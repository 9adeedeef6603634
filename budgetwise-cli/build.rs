use std::env;
use std::path::Path;
use std::process::Command;

// Version suffix for `budgetwise --version`: "<describe>, <profile>".
// BUDGETWISE_VERSION_TAG wins over git so tarball builds can set it.
fn main() {
    println!("cargo:rerun-if-env-changed=BUDGETWISE_VERSION_TAG");

    let manifest_dir = env::var("CARGO_MANIFEST_DIR").unwrap_or_else(|_| ".".to_string());
    let repo_root = Path::new(&manifest_dir).join("..");

    let git_dir = repo_root.join(".git");
    if git_dir.exists() {
        println!("cargo:rerun-if-changed={}", git_dir.join("HEAD").display());
        println!("cargo:rerun-if-changed={}", git_dir.join("index").display());
    }

    let describe = env::var("BUDGETWISE_VERSION_TAG")
        .ok()
        .filter(|s| !s.trim().is_empty())
        .or_else(|| git_describe(&repo_root))
        .unwrap_or_else(|| "no-git".to_string());
    let profile = env::var("PROFILE").unwrap_or_else(|_| "unknown".to_string());

    println!("cargo:rustc-env=BUDGETWISE_BUILD_INFO={}, {}", describe, profile);
}

fn git_describe(repo_root: &Path) -> Option<String> {
    let out = Command::new("git")
        .arg("-C")
        .arg(repo_root)
        .args(["describe", "--tags", "--always", "--dirty"])
        .output()
        .ok()?;
    if !out.status.success() {
        return None;
    }
    let s = String::from_utf8_lossy(&out.stdout).trim().to_string();
    (!s.is_empty()).then_some(s)
}
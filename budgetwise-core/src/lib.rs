//! budgetwise-core: shared domain types for BudgetWise (categories, plans, trials)

pub mod category;
pub mod error;
pub mod plans;
pub mod trial;

pub use category::{Category, MerchantRule, MerchantRules};
pub use error::CoreError;
pub use plans::{
    BillingPeriod, Feature, Plan, PlanLimits, PlanPrice, SubscriptionTier, can_use, format_price,
    has_access, upgrade_suggestions,
};
pub use trial::{TRIAL_LENGTH_DAYS, TrialStatus, trial_status};
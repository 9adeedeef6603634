pub mod receipt_text;
//! Spending categories and the merchant keyword table used to assign them.
//!
//! Matching is deterministic: an ordered list of (keyword, category) pairs is
//! checked against the lowercased merchant name and the first hit wins.

use crate::error::CoreError;
use serde::{Deserialize, Serialize};
use std::fmt;
use std::str::FromStr;

/// Expense categories, serialized as their display label
#[derive(Debug, Clone, Copy, Serialize, Deserialize, PartialEq, Eq, Hash, PartialOrd, Ord)]
pub enum Category {
    #[serde(rename = "Groceries")]
    Groceries,
    #[serde(rename = "Food & Dining")]
    FoodAndDining,
    #[serde(rename = "Gas & Fuel")]
    GasAndFuel,
    #[serde(rename = "Shopping")]
    Shopping,
    #[serde(rename = "Healthcare")]
    Healthcare,
    #[serde(rename = "Travel")]
    Travel,
    #[serde(rename = "Entertainment")]
    Entertainment,
    #[serde(rename = "Uncategorized")]
    Uncategorized,
}

impl Category {
    pub const ALL: [Category; 8] = [
        Category::Groceries,
        Category::FoodAndDining,
        Category::GasAndFuel,
        Category::Shopping,
        Category::Healthcare,
        Category::Travel,
        Category::Entertainment,
        Category::Uncategorized,
    ];

    /// Human-readable label, e.g. "Food & Dining"
    pub fn label(&self) -> &'static str {
        match self {
            Category::Groceries => "Groceries",
            Category::FoodAndDining => "Food & Dining",
            Category::GasAndFuel => "Gas & Fuel",
            Category::Shopping => "Shopping",
            Category::Healthcare => "Healthcare",
            Category::Travel => "Travel",
            Category::Entertainment => "Entertainment",
            Category::Uncategorized => "Uncategorized",
        }
    }

    /// Kebab-case identifier, handy on the command line
    pub fn slug(&self) -> &'static str {
        match self {
            Category::Groceries => "groceries",
            Category::FoodAndDining => "food-and-dining",
            Category::GasAndFuel => "gas-and-fuel",
            Category::Shopping => "shopping",
            Category::Healthcare => "healthcare",
            Category::Travel => "travel",
            Category::Entertainment => "entertainment",
            Category::Uncategorized => "uncategorized",
        }
    }
}

impl fmt::Display for Category {
    fn fmt(&self, f: &mut fmt::Formatter<'_>) -> fmt::Result {
        f.write_str(self.label())
    }
}

impl FromStr for Category {
    type Err = CoreError;

    /// Accepts either the label ("Food & Dining") or the slug ("food-and-dining").
    fn from_str(s: &str) -> Result<Self, Self::Err> {
        let needle = s.trim();
        Category::ALL
            .iter()
            .copied()
            .find(|c| c.label().eq_ignore_ascii_case(needle) || c.slug().eq_ignore_ascii_case(needle))
            .ok_or_else(|| CoreError::UnknownCategory(s.to_string()))
    }
}

/// One keyword → category pair
#[derive(Debug, Clone, PartialEq, Eq, Serialize, Deserialize)]
pub struct MerchantRule {
    pub keyword: String,
    pub category: Category,
}

/// Ordered merchant keyword table. First matching keyword wins.
#[derive(Debug, Clone, PartialEq, Eq)]
pub struct MerchantRules {
    rules: Vec<MerchantRule>,
}

const BUILTIN_RULES: &[(&str, Category)] = &[
    // Groceries
    ("whole foods", Category::Groceries),
    ("walmart", Category::Groceries),
    ("grocery", Category::Groceries),
    ("market", Category::Groceries),
    ("safeway", Category::Groceries),
    ("kroger", Category::Groceries),
    // Shopping
    ("target", Category::Shopping),
    ("amazon", Category::Shopping),
    ("costco", Category::Shopping),
    ("online", Category::Shopping),
    // Dining
    ("starbucks", Category::FoodAndDining),
    ("coffee", Category::FoodAndDining),
    ("cafe", Category::FoodAndDining),
    ("mcdonald", Category::FoodAndDining),
    ("burger king", Category::FoodAndDining),
    ("restaurant", Category::FoodAndDining),
    // Fuel
    ("shell", Category::GasAndFuel),
    ("chevron", Category::GasAndFuel),
    ("exxon", Category::GasAndFuel),
    ("gas", Category::GasAndFuel),
    ("petrol", Category::GasAndFuel),
    ("fuel", Category::GasAndFuel),
    // Health
    ("walgreens", Category::Healthcare),
    ("cvs", Category::Healthcare),
    ("pharmacy", Category::Healthcare),
    // Travel
    ("hotel", Category::Travel),
    ("lodging", Category::Travel),
    ("airline", Category::Travel),
    // Entertainment
    ("cinema", Category::Entertainment),
    ("movie", Category::Entertainment),
    ("theater", Category::Entertainment),
];

impl Default for MerchantRules {
    fn default() -> Self {
        Self {
            rules: BUILTIN_RULES
                .iter()
                .map(|(keyword, category)| MerchantRule {
                    keyword: keyword.to_string(),
                    category: *category,
                })
                .collect(),
        }
    }
}

impl MerchantRules {
    /// Insert a rule ahead of every existing rule.
    pub fn prepend(&mut self, keyword: impl Into<String>, category: Category) {
        let keyword = keyword.into().trim().to_lowercase();
        if keyword.is_empty() {
            return;
        }
        self.rules.insert(0, MerchantRule { keyword, category });
    }

    pub fn rules(&self) -> &[MerchantRule] {
        &self.rules
    }

    /// Case-insensitive substring match against the merchant name.
    pub fn categorize(&self, merchant: &str) -> Category {
        let merchant = merchant.to_lowercase();
        self.rules
            .iter()
            .find(|r| merchant.contains(&r.keyword))
            .map(|r| r.category)
            .unwrap_or(Category::Uncategorized)
    }
}

#[cfg(test)]
mod tests {
    use super::*;

    #[test]
    fn test_whole_foods_is_groceries() {
        let rules = MerchantRules::default();
        assert_eq!(rules.categorize("WHOLE FOODS"), Category::Groceries);
        assert_eq!(rules.categorize("Whole Foods Market #102"), Category::Groceries);
    }

    #[test]
    fn test_walmart_and_target() {
        let rules = MerchantRules::default();
        assert_eq!(rules.categorize("WALMART SUPERCENTER"), Category::Groceries);
        assert_eq!(rules.categorize("TARGET T-1234"), Category::Shopping);
    }

    #[test]
    fn test_first_match_wins() {
        // "market" (Groceries) is listed before "cafe" (Food & Dining)
        let rules = MerchantRules::default();
        assert_eq!(rules.categorize("MARKET CAFE"), Category::Groceries);
    }

    #[test]
    fn test_unknown_merchant_is_uncategorized() {
        let rules = MerchantRules::default();
        assert_eq!(rules.categorize("ACME WIDGETS"), Category::Uncategorized);
        assert_eq!(rules.categorize(""), Category::Uncategorized);
    }

    #[test]
    fn test_prepend_takes_priority() {
        let mut rules = MerchantRules::default();
        rules.prepend("Whole Foods", Category::FoodAndDining);
        assert_eq!(rules.categorize("WHOLE FOODS"), Category::FoodAndDining);

        rules.prepend("   ", Category::Travel);
        assert_eq!(rules.rules()[0].keyword, "whole foods");
    }

    #[test]
    fn test_category_from_str() {
        assert_eq!("Food & Dining".parse::<Category>().unwrap(), Category::FoodAndDining);
        assert_eq!("gas-and-fuel".parse::<Category>().unwrap(), Category::GasAndFuel);
        assert_eq!("groceries".parse::<Category>().unwrap(), Category::Groceries);
        assert!(matches!(
            "Pets".parse::<Category>(),
            Err(CoreError::UnknownCategory(_))
        ));
    }

    #[test]
    fn test_category_serializes_as_label() {
        let json = serde_json::to_string(&Category::FoodAndDining).unwrap();
        assert_eq!(json, "\"Food & Dining\"");
        let back: Category = serde_json::from_str("\"Groceries\"").unwrap();
        assert_eq!(back, Category::Groceries);
    }
}
//! budgetwise-finance: receipt expenses, category summaries, plan quotas and CSV export

pub mod expense;
pub mod export;
pub mod quota;
pub mod summary;

pub use expense::ExpenseRecord;
pub use export::write_expenses_csv;
pub use quota::{QuotaError, ReceiptQuota};
pub use summary::CategorySummary;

====================

**Problem to solve:**
Make a copy of each line in the records that has the word "export".

**Exercise output:**
//! budgetwise-finance: receipt expenses, category summaries, plan quotas and CSV export
pub mod export;
pub use export::write_expenses_csv;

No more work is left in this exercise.